* WHAT YOU NEED TO DO: From the listing below, copy each line that contains the word "watch".

******************************

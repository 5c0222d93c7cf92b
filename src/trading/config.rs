//! Risk and execution configuration.

use anyhow::{bail, Result};
use rust_decimal::Decimal;
use rust_decimal_macros::dec;
use serde::{Deserialize, Serialize};

/// Which equity figure position sizing is based on during drawdowns.
///
/// There is no default: every bot config has to choose one.
#[derive(Debug, Clone, Copy, PartialEq, Eq, Serialize, Deserialize)]
#[serde(tag = "kind", rename_all = "snake_case")]
pub enum SizingBase {
    /// Size off the latest equity curve value
    CurrentEquity,
    /// Size off `max(equity, initial_capital)` while equity is positive
    InitialCapitalFloor { initial_capital: Decimal },
}

impl SizingBase {
    /// Equity figure to size from, or `None` when trading must be skipped.
    pub fn sizing_equity(&self, account_equity: Decimal) -> Option<Decimal> {
        if account_equity <= Decimal::ZERO {
            return None;
        }
        match self {
            SizingBase::CurrentEquity => Some(account_equity),
            SizingBase::InitialCapitalFloor { initial_capital } => {
                Some(account_equity.max(*initial_capital))
            }
        }
    }
}

impl std::fmt::Display for SizingBase {
    fn fmt(&self, f: &mut std::fmt::Formatter<'_>) -> std::fmt::Result {
        match self {
            SizingBase::CurrentEquity => write!(f, "current equity"),
            SizingBase::InitialCapitalFloor { initial_capital } => {
                write!(f, "initial capital floor (${})", initial_capital)
            }
        }
    }
}

/// Position sizing policy.
#[derive(Debug, Clone, PartialEq, Serialize, Deserialize)]
#[serde(tag = "kind", rename_all = "snake_case")]
pub enum SizingPolicy {
    /// Fixed fraction of equity, capped at `max_position_value`
    EquityPercentage { position_size_pct: Decimal },
    /// Risk a fraction of equity against a stop distance
    RiskBased {
        risk_per_trade_pct: Decimal,
        stop_loss_pct: Decimal,
    },
    /// Constant quantity in base-asset units
    FixedSize { quantity: Decimal },
}

impl std::fmt::Display for SizingPolicy {
    fn fmt(&self, f: &mut std::fmt::Formatter<'_>) -> std::fmt::Result {
        match self {
            SizingPolicy::EquityPercentage { position_size_pct } => {
                write!(f, "equity percentage ({}%)", position_size_pct * dec!(100))
            }
            SizingPolicy::RiskBased {
                risk_per_trade_pct,
                stop_loss_pct,
            } => write!(
                f,
                "risk based ({}% risk, {}% stop)",
                risk_per_trade_pct * dec!(100),
                stop_loss_pct * dec!(100)
            ),
            SizingPolicy::FixedSize { quantity } => write!(f, "fixed size ({})", quantity),
        }
    }
}

/// Configuration for converting signals into sized orders.
#[derive(Debug, Clone, PartialEq, Serialize, Deserialize)]
pub struct RiskConfig {
    /// Sizing algorithm
    pub policy: SizingPolicy,

    /// Equity base for sizing
    pub sizing_base: SizingBase,

    /// Hard cap on a single entry's notional
    pub max_position_value: Decimal,

    /// Entries below this notional are skipped
    #[serde(default)]
    pub min_notional: Decimal,

    /// Quantity granularity accepted by the venue
    pub lot_size: Decimal,

    /// Cap on aggregate open notional across symbols (portfolio-aware sizing)
    #[serde(default)]
    pub max_total_exposure: Option<Decimal>,

    /// Emit limit orders this many bps through the signal price instead of market orders
    #[serde(default)]
    pub limit_offset_bps: Option<Decimal>,
}

impl RiskConfig {
    /// Baseline equity-percentage config with an explicit sizing base.
    pub fn equity_percentage(sizing_base: SizingBase) -> Self {
        Self {
            policy: SizingPolicy::EquityPercentage {
                position_size_pct: dec!(0.05), // 5% of equity per entry
            },
            sizing_base,
            max_position_value: dec!(5000),
            min_notional: dec!(10),
            lot_size: dec!(0.00001),
            max_total_exposure: None,
            limit_offset_bps: None,
        }
    }

    /// Reject configs that would produce nonsensical orders.
    pub fn validate(&self) -> Result<()> {
        if self.lot_size <= Decimal::ZERO {
            bail!("lot_size must be positive, got {}", self.lot_size);
        }
        if self.min_notional < Decimal::ZERO {
            bail!("min_notional must not be negative, got {}", self.min_notional);
        }
        if self.max_position_value <= Decimal::ZERO {
            bail!("max_position_value must be positive, got {}", self.max_position_value);
        }
        if let Some(cap) = self.max_total_exposure {
            if cap <= Decimal::ZERO {
                bail!("max_total_exposure must be positive, got {}", cap);
            }
        }
        if let Some(bps) = self.limit_offset_bps {
            if bps < Decimal::ZERO || bps >= dec!(10000) {
                bail!("limit_offset_bps must be in [0, 10000), got {}", bps);
            }
        }
        if let SizingBase::InitialCapitalFloor { initial_capital } = self.sizing_base {
            if initial_capital <= Decimal::ZERO {
                bail!("initial capital floor must be positive, got {}", initial_capital);
            }
        }

        match &self.policy {
            SizingPolicy::EquityPercentage { position_size_pct } => {
                if *position_size_pct <= Decimal::ZERO || *position_size_pct > Decimal::ONE {
                    bail!("position_size_pct must be in (0, 1], got {}", position_size_pct);
                }
            }
            SizingPolicy::RiskBased {
                risk_per_trade_pct,
                stop_loss_pct,
            } => {
                if *risk_per_trade_pct <= Decimal::ZERO || *risk_per_trade_pct > Decimal::ONE {
                    bail!("risk_per_trade_pct must be in (0, 1], got {}", risk_per_trade_pct);
                }
                if *stop_loss_pct <= Decimal::ZERO || *stop_loss_pct > Decimal::ONE {
                    bail!("stop_loss_pct must be in (0, 1], got {}", stop_loss_pct);
                }
            }
            SizingPolicy::FixedSize { quantity } => {
                if *quantity <= Decimal::ZERO {
                    bail!("fixed quantity must be positive, got {}", quantity);
                }
            }
        }

        Ok(())
    }
}

/// Slippage and commission model for simulated fills.
#[derive(Debug, Clone, PartialEq, Serialize, Deserialize)]
pub struct SimulationConfig {
    /// Adverse price move applied to market orders, in basis points
    pub slippage_bps: Decimal,

    /// Commission as a fraction of fill notional
    pub commission_rate: Decimal,
}

impl Default for SimulationConfig {
    fn default() -> Self {
        Self {
            slippage_bps: dec!(10),            // 0.1% slippage
            commission_rate: dec!(0.00025),    // 2.5 bps taker fee
        }
    }
}

impl SimulationConfig {
    pub fn validate(&self) -> Result<()> {
        if self.slippage_bps < Decimal::ZERO || self.slippage_bps >= dec!(10000) {
            bail!("slippage_bps must be in [0, 10000), got {}", self.slippage_bps);
        }
        if self.commission_rate < Decimal::ZERO || self.commission_rate >= Decimal::ONE {
            bail!("commission_rate must be in [0, 1), got {}", self.commission_rate);
        }
        Ok(())
    }
}
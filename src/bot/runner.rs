//! Per-bot task: owns one trading engine and drives it from the market feed.
//!
//! The task loops over:
//! - Lifecycle commands from the registry
//! - The heartbeat interval (persisted as liveness)
//! - Market events fanned out by the registry
//!
//! An event is processed to completion before the next select, so a Stop
//! command only ever lands between events. A panic inside the task is caught,
//! persisted as Failed and reported like any other exit.

use std::any::Any;
use std::panic::AssertUnwindSafe;
use std::sync::Arc;
use std::time::Duration;

use chrono::{DateTime, Utc};
use futures::FutureExt;
use rust_decimal::Decimal;
use serde::Serialize;
use tokio::sync::{broadcast, mpsc, oneshot, watch};
use tokio::task::JoinHandle;
use tokio::time::MissedTickBehavior;
use tracing::{debug, error, info, warn};

use super::{BotConfig, BotState};
use crate::db::BotStore;
use crate::engine::{EngineSnapshot, EngineState, TradingEngine};
use crate::models::{FillEvent, MarketEvent, SignalEvent};

/// Commands sent from the registry to a bot task.
#[derive(Debug)]
pub enum BotCommand {
    /// Stop after the current event; replies with the final engine snapshot
    Stop { ack: oneshot::Sender<EngineSnapshot> },
    /// Ignore market events until resumed; replies whether the engine paused
    Pause { ack: oneshot::Sender<bool> },
    /// Resume processing; replies whether the engine was paused
    Resume { ack: oneshot::Sender<bool> },
}

/// Activity published by bots to registry subscribers.
#[derive(Debug, Clone, Serialize)]
#[serde(tag = "type", rename_all = "snake_case")]
pub enum BotEvent {
    StateChanged {
        bot_id: String,
        state: BotState,
    },
    Signal {
        bot_id: String,
        signal: SignalEvent,
    },
    Fill {
        bot_id: String,
        fill: FillEvent,
        equity: Decimal,
    },
    Rejected {
        bot_id: String,
        order_id: String,
        reason: String,
    },
}

impl BotEvent {
    pub fn bot_id(&self) -> &str {
        match self {
            BotEvent::StateChanged { bot_id, .. }
            | BotEvent::Signal { bot_id, .. }
            | BotEvent::Fill { bot_id, .. }
            | BotEvent::Rejected { bot_id, .. } => bot_id,
        }
    }
}

/// Latest view of a running bot, published by its task.
#[derive(Debug, Clone, PartialEq)]
pub struct RunnerStatus {
    pub engine: EngineSnapshot,
    pub last_heartbeat: Option<DateTime<Utc>>,

    /// Set once the task has returned
    pub exit: Option<RunnerExit>,
}

/// Why a bot task returned.
#[derive(Debug, Clone, Copy, PartialEq, Eq)]
pub enum RunnerExit {
    /// Stop command acknowledged
    Stopped,
    /// Market feed closed
    FeedClosed,
    /// Registry dropped the command channel
    Detached,
    /// Task panicked; Failed was persisted
    Panicked,
}

impl RunnerExit {
    /// Lifecycle state a bot settles in after its task returned this way.
    pub fn final_state(self) -> BotState {
        match self {
            RunnerExit::Panicked => BotState::Failed,
            _ => BotState::Stopped,
        }
    }
}

/// Registry-side handle to a spawned bot task.
pub struct BotHandle {
    pub(crate) commands: mpsc::Sender<BotCommand>,
    pub(crate) status: watch::Receiver<RunnerStatus>,
    pub(crate) join: JoinHandle<RunnerExit>,
}

impl BotHandle {
    pub fn status(&self) -> RunnerStatus {
        self.status.borrow().clone()
    }

    /// Task returned on its own (feed closed or panicked).
    pub fn is_finished(&self) -> bool {
        self.join.is_finished()
    }

    /// State of a finished task. A task that ended without recording an exit
    /// was cancelled and counts as Failed.
    pub fn exit_state(&self) -> BotState {
        self.status
            .borrow()
            .exit
            .map(RunnerExit::final_state)
            .unwrap_or(BotState::Failed)
    }

    pub fn abort(&self) {
        self.join.abort();
    }
}

pub(crate) struct BotRunner {
    bot_id: String,
    config: BotConfig,
    engine: TradingEngine,
    store: Arc<BotStore>,
    commands: mpsc::Receiver<BotCommand>,
    market: broadcast::Receiver<MarketEvent>,
    events: broadcast::Sender<BotEvent>,
    status: Arc<watch::Sender<RunnerStatus>>,
    heartbeat_interval: Duration,
    last_heartbeat: Option<DateTime<Utc>>,
}

impl BotRunner {
    /// Spawn the task and return its handle. The engine is started inside the task.
    pub(crate) fn spawn(
        config: BotConfig,
        engine: TradingEngine,
        store: Arc<BotStore>,
        market: broadcast::Receiver<MarketEvent>,
        events: broadcast::Sender<BotEvent>,
        heartbeat_interval: Duration,
    ) -> BotHandle {
        let (command_tx, command_rx) = mpsc::channel(8);
        let (status_tx, status_rx) = watch::channel(RunnerStatus {
            engine: engine.snapshot(),
            last_heartbeat: Some(Utc::now()),
            exit: None,
        });
        let status_tx = Arc::new(status_tx);
        let bot_id = config.bot_id.clone();

        let runner = Self {
            bot_id: bot_id.clone(),
            config,
            engine,
            store: store.clone(),
            commands: command_rx,
            market,
            events: events.clone(),
            status: status_tx.clone(),
            heartbeat_interval,
            last_heartbeat: Some(Utc::now()),
        };

        let join = tokio::spawn(async move {
            match AssertUnwindSafe(runner.run()).catch_unwind().await {
                Ok(exit) => exit,
                Err(panic) => {
                    error!(bot_id = %bot_id, reason = %panic_reason(&*panic), "Bot task panicked");
                    if let Err(e) = store.set_state(&bot_id, BotState::Failed, None).await {
                        error!(bot_id = %bot_id, error = %e, "Failed to persist failed state");
                    }
                    status_tx.send_modify(|status| {
                        status.engine.state = EngineState::Stopped;
                        status.exit = Some(RunnerExit::Panicked);
                    });
                    let _ = events.send(BotEvent::StateChanged {
                        bot_id,
                        state: BotState::Failed,
                    });
                    RunnerExit::Panicked
                }
            }
        });

        BotHandle {
            commands: command_tx,
            status: status_rx,
            join,
        }
    }

    async fn run(mut self) -> RunnerExit {
        self.engine.start();
        self.publish_status();

        let mut heartbeat = tokio::time::interval(self.heartbeat_interval);
        heartbeat.set_missed_tick_behavior(MissedTickBehavior::Delay);
        // First tick completes immediately; start() already recorded liveness
        heartbeat.tick().await;

        info!(bot_id = %self.bot_id, symbols = ?self.config.symbols, "Bot task running");

        let exit = loop {
            let event = tokio::select! {
                biased;

                command = self.commands.recv() => match command {
                    Some(BotCommand::Stop { ack }) => {
                        self.engine.stop();
                        let _ = ack.send(self.engine.snapshot());
                        break RunnerExit::Stopped;
                    }
                    Some(BotCommand::Pause { ack }) => {
                        let _ = ack.send(self.engine.pause());
                        self.publish_status();
                        continue;
                    }
                    Some(BotCommand::Resume { ack }) => {
                        let _ = ack.send(self.engine.resume());
                        self.publish_status();
                        continue;
                    }
                    None => break RunnerExit::Detached,
                },

                _ = heartbeat.tick() => {
                    self.heartbeat().await;
                    continue;
                }

                received = self.market.recv() => match received {
                    Ok(event) => event,
                    Err(broadcast::error::RecvError::Lagged(n)) => {
                        warn!(bot_id = %self.bot_id, lagged = n, "Market feed lagged, events skipped");
                        continue;
                    }
                    Err(broadcast::error::RecvError::Closed) => break RunnerExit::FeedClosed,
                },
            };

            if !self.config.trades_symbol(event.symbol()) {
                continue;
            }
            if self.engine.state() == EngineState::Paused {
                debug!(bot_id = %self.bot_id, symbol = %event.symbol(), "Paused, market event dropped");
                continue;
            }
            self.handle_event(&event).await;
        };

        self.engine.stop();

        if exit == RunnerExit::FeedClosed {
            info!(bot_id = %self.bot_id, "Market feed closed, stopping bot");
            if let Err(e) = self.store.set_state(&self.bot_id, BotState::Stopped, None).await {
                error!(bot_id = %self.bot_id, error = %e, "Failed to persist stopped state");
            }
            let _ = self.events.send(BotEvent::StateChanged {
                bot_id: self.bot_id.clone(),
                state: BotState::Stopped,
            });
        }

        self.status.send_modify(|status| {
            status.engine = self.engine.snapshot();
            status.exit = Some(exit);
        });
        exit
    }

    async fn handle_event(&mut self, event: &MarketEvent) {
        let report = match self.engine.process_market_event(event).await {
            Ok(report) => report,
            Err(e) => {
                warn!(bot_id = %self.bot_id, error = %e, "Market event not processed");
                return;
            }
        };

        if report.stale {
            return;
        }

        for signal in report.signals {
            debug!(bot_id = %self.bot_id, symbol = %signal.symbol, direction = ?signal.direction, "Signal");
            let _ = self.events.send(BotEvent::Signal {
                bot_id: self.bot_id.clone(),
                signal,
            });
        }

        let equity = self.engine.current_equity();
        for fill in report.fills {
            let _ = self.events.send(BotEvent::Fill {
                bot_id: self.bot_id.clone(),
                fill,
                equity,
            });
        }

        for rejection in report.rejections {
            let _ = self.events.send(BotEvent::Rejected {
                bot_id: self.bot_id.clone(),
                order_id: rejection.order_id().to_string(),
                reason: rejection.to_string(),
            });
        }

        self.publish_status();
    }

    async fn heartbeat(&mut self) {
        let now = Utc::now();
        match self.store.heartbeat(&self.bot_id, now).await {
            Ok(()) => {
                self.last_heartbeat = Some(now);
                self.publish_status();
            }
            Err(e) => warn!(bot_id = %self.bot_id, error = %e, "Failed to record heartbeat"),
        }
    }

    fn publish_status(&self) {
        self.status.send_replace(RunnerStatus {
            engine: self.engine.snapshot(),
            last_heartbeat: self.last_heartbeat,
            exit: None,
        });
    }
}

fn panic_reason(panic: &(dyn Any + Send)) -> String {
    if let Some(reason) = panic.downcast_ref::<&str>() {
        reason.to_string()
    } else if let Some(reason) = panic.downcast_ref::<String>() {
        reason.clone()
    } else {
        "unknown panic".to_string()
    }
}
//! Trading pipeline components: strategies, risk sizing, execution, positions.

mod config;
mod execution;
mod position_tracker;
mod risk_manager;
mod strategy;

pub use config::{RiskConfig, SimulationConfig, SizingBase, SizingPolicy};
pub use execution::{
    ExchangeClient, ExchangeError, ExchangeFill, ExecutionError, ExecutionHandler,
    LiveExecutionHandler, RetryPolicy, SimulatedExecutionHandler,
};
pub use position_tracker::{PositionTracker, RealizedPnl};
pub use risk_manager::{
    build_risk_manager, EquityPercentageRiskManager, ExposureCappedRiskManager,
    FixedSizeRiskManager, OrderLimits, RiskBasedRiskManager, RiskError, RiskManager,
};
pub use strategy::{MaCrossover, MaCrossoverParams, Strategy, StrategyRegistry, StrategySpec};
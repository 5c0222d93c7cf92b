//! Net position held by a single engine in one symbol.

use rust_decimal::Decimal;
use serde::{Deserialize, Serialize};

/// Signed net position. Positive quantity is long, negative is short.
///
/// A position only exists while its quantity is non-zero, so `avg_price`
/// is always meaningful.
#[derive(Debug, Clone, PartialEq, Eq, Serialize, Deserialize)]
pub struct Position {
    pub symbol: String,

    /// Signed quantity in base-asset units
    pub quantity: Decimal,

    /// Volume-weighted entry price of the open quantity
    pub avg_price: Decimal,
}

impl Position {
    /// Open a new position at a fill price.
    pub fn open(symbol: String, quantity: Decimal, price: Decimal) -> Self {
        Self {
            symbol,
            quantity,
            avg_price: price,
        }
    }

    pub fn is_long(&self) -> bool {
        self.quantity > Decimal::ZERO
    }

    pub fn is_short(&self) -> bool {
        self.quantity < Decimal::ZERO
    }

    /// Cost basis in collateral currency.
    pub fn notional(&self) -> Decimal {
        self.quantity.abs() * self.avg_price
    }

    /// Mark-to-market PnL at a given price.
    pub fn unrealized_pnl(&self, mark_price: Decimal) -> Decimal {
        (mark_price - self.avg_price) * self.quantity
    }

    /// Add quantity in the same direction, re-weighting the average price.
    pub fn add(&mut self, quantity: Decimal, price: Decimal) {
        let total = self.quantity + quantity;
        if total.is_zero() {
            return;
        }
        self.avg_price = (self.quantity * self.avg_price + quantity * price) / total;
        self.quantity = total;
    }
}

#[cfg(test)]
mod tests {
    use super::*;
    use rust_decimal_macros::dec;

    #[test]
    fn test_position_pnl() {
        let long = Position::open("BTC".to_string(), dec!(0.5), dec!(60000));
        assert_eq!(long.unrealized_pnl(dec!(62000)), dec!(1000));

        let short = Position::open("BTC".to_string(), dec!(-0.5), dec!(60000));
        assert_eq!(short.unrealized_pnl(dec!(62000)), dec!(-1000));
        assert_eq!(short.notional(), dec!(30000));
    }

    #[test]
    fn test_position_averaging() {
        let mut pos = Position::open("ETH".to_string(), dec!(1), dec!(3000));
        pos.add(dec!(1), dec!(3200));
        assert_eq!(pos.quantity, dec!(2));
        assert_eq!(pos.avg_price, dec!(3100));

        // Shorts average the same way
        let mut short = Position::open("ETH".to_string(), dec!(-1), dec!(3000));
        short.add(dec!(-3), dec!(2600));
        assert_eq!(short.quantity, dec!(-4));
        assert_eq!(short.avg_price, dec!(2700));
    }
}
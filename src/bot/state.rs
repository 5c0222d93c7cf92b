//! Bot lifecycle states and status snapshots.

use std::str::FromStr;

use anyhow::{anyhow, Error};
use chrono::{DateTime, Utc};
use rust_decimal::Decimal;
use serde::{Deserialize, Serialize};

/// Persisted lifecycle state of a bot.
#[derive(Debug, Clone, Copy, PartialEq, Eq, Hash, Serialize, Deserialize)]
pub enum BotState {
    Stopped,
    Starting,
    Running,
    /// Engine alive but ignoring market events
    Paused,
    Stopping,
    Failed,
}

impl BotState {
    pub fn as_str(&self) -> &'static str {
        match self {
            BotState::Stopped => "stopped",
            BotState::Starting => "starting",
            BotState::Running => "running",
            BotState::Paused => "paused",
            BotState::Stopping => "stopping",
            BotState::Failed => "failed",
        }
    }

    /// A live engine may exist in these states.
    pub fn is_active(&self) -> bool {
        matches!(
            self,
            BotState::Starting | BotState::Running | BotState::Paused | BotState::Stopping
        )
    }
}

impl FromStr for BotState {
    type Err = Error;

    fn from_str(s: &str) -> Result<Self, Self::Err> {
        match s.to_lowercase().as_str() {
            "stopped" => Ok(BotState::Stopped),
            "starting" => Ok(BotState::Starting),
            "running" => Ok(BotState::Running),
            "paused" => Ok(BotState::Paused),
            "stopping" => Ok(BotState::Stopping),
            "failed" => Ok(BotState::Failed),
            other => Err(anyhow!("Unknown bot state '{}'", other)),
        }
    }
}

impl std::fmt::Display for BotState {
    fn fmt(&self, f: &mut std::fmt::Formatter<'_>) -> std::fmt::Result {
        f.write_str(self.as_str())
    }
}

/// Liveness record kept for every bot.
#[derive(Debug, Clone, PartialEq, Eq, Serialize, Deserialize)]
pub struct BotRuntimeState {
    pub bot_id: String,
    pub state: BotState,
    pub started_at: Option<DateTime<Utc>>,
    pub last_heartbeat: Option<DateTime<Utc>>,

    /// Queued by `fleet start`; the next orchestrator boot starts the bot
    pub start_requested: bool,
}

impl BotRuntimeState {
    pub fn stopped(bot_id: impl Into<String>) -> Self {
        Self {
            bot_id: bot_id.into(),
            state: BotState::Stopped,
            started_at: None,
            last_heartbeat: None,
            start_requested: false,
        }
    }

    /// Active with a heartbeat newer than `within`: some orchestrator owns it.
    pub fn is_live(&self, within: chrono::Duration) -> bool {
        self.state.is_active()
            && self
                .last_heartbeat
                .is_some_and(|at| Utc::now() - at < within)
    }
}

/// Snapshot returned by `list()` and `status()`.
#[derive(Debug, Clone, PartialEq, Serialize, Deserialize)]
pub struct BotStatus {
    pub bot_id: String,
    pub state: BotState,
    pub enabled: bool,
    pub version: i64,
    pub started_at: Option<DateTime<Utc>>,
    pub last_heartbeat: Option<DateTime<Utc>>,

    /// Engine figures; only present while an engine exists
    pub equity: Option<Decimal>,
    pub open_positions: usize,
    pub fills: usize,
    pub rejections: usize,
}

******************************

* EXERCISE RESULT:
use tokio::sync::{broadcast, mpsc, oneshot, watch};
    pub(crate) status: watch::Receiver<RunnerStatus>,
    status: Arc<watch::Sender<RunnerStatus>>,
        let (status_tx, status_rx) = watch::channel(RunnerStatus {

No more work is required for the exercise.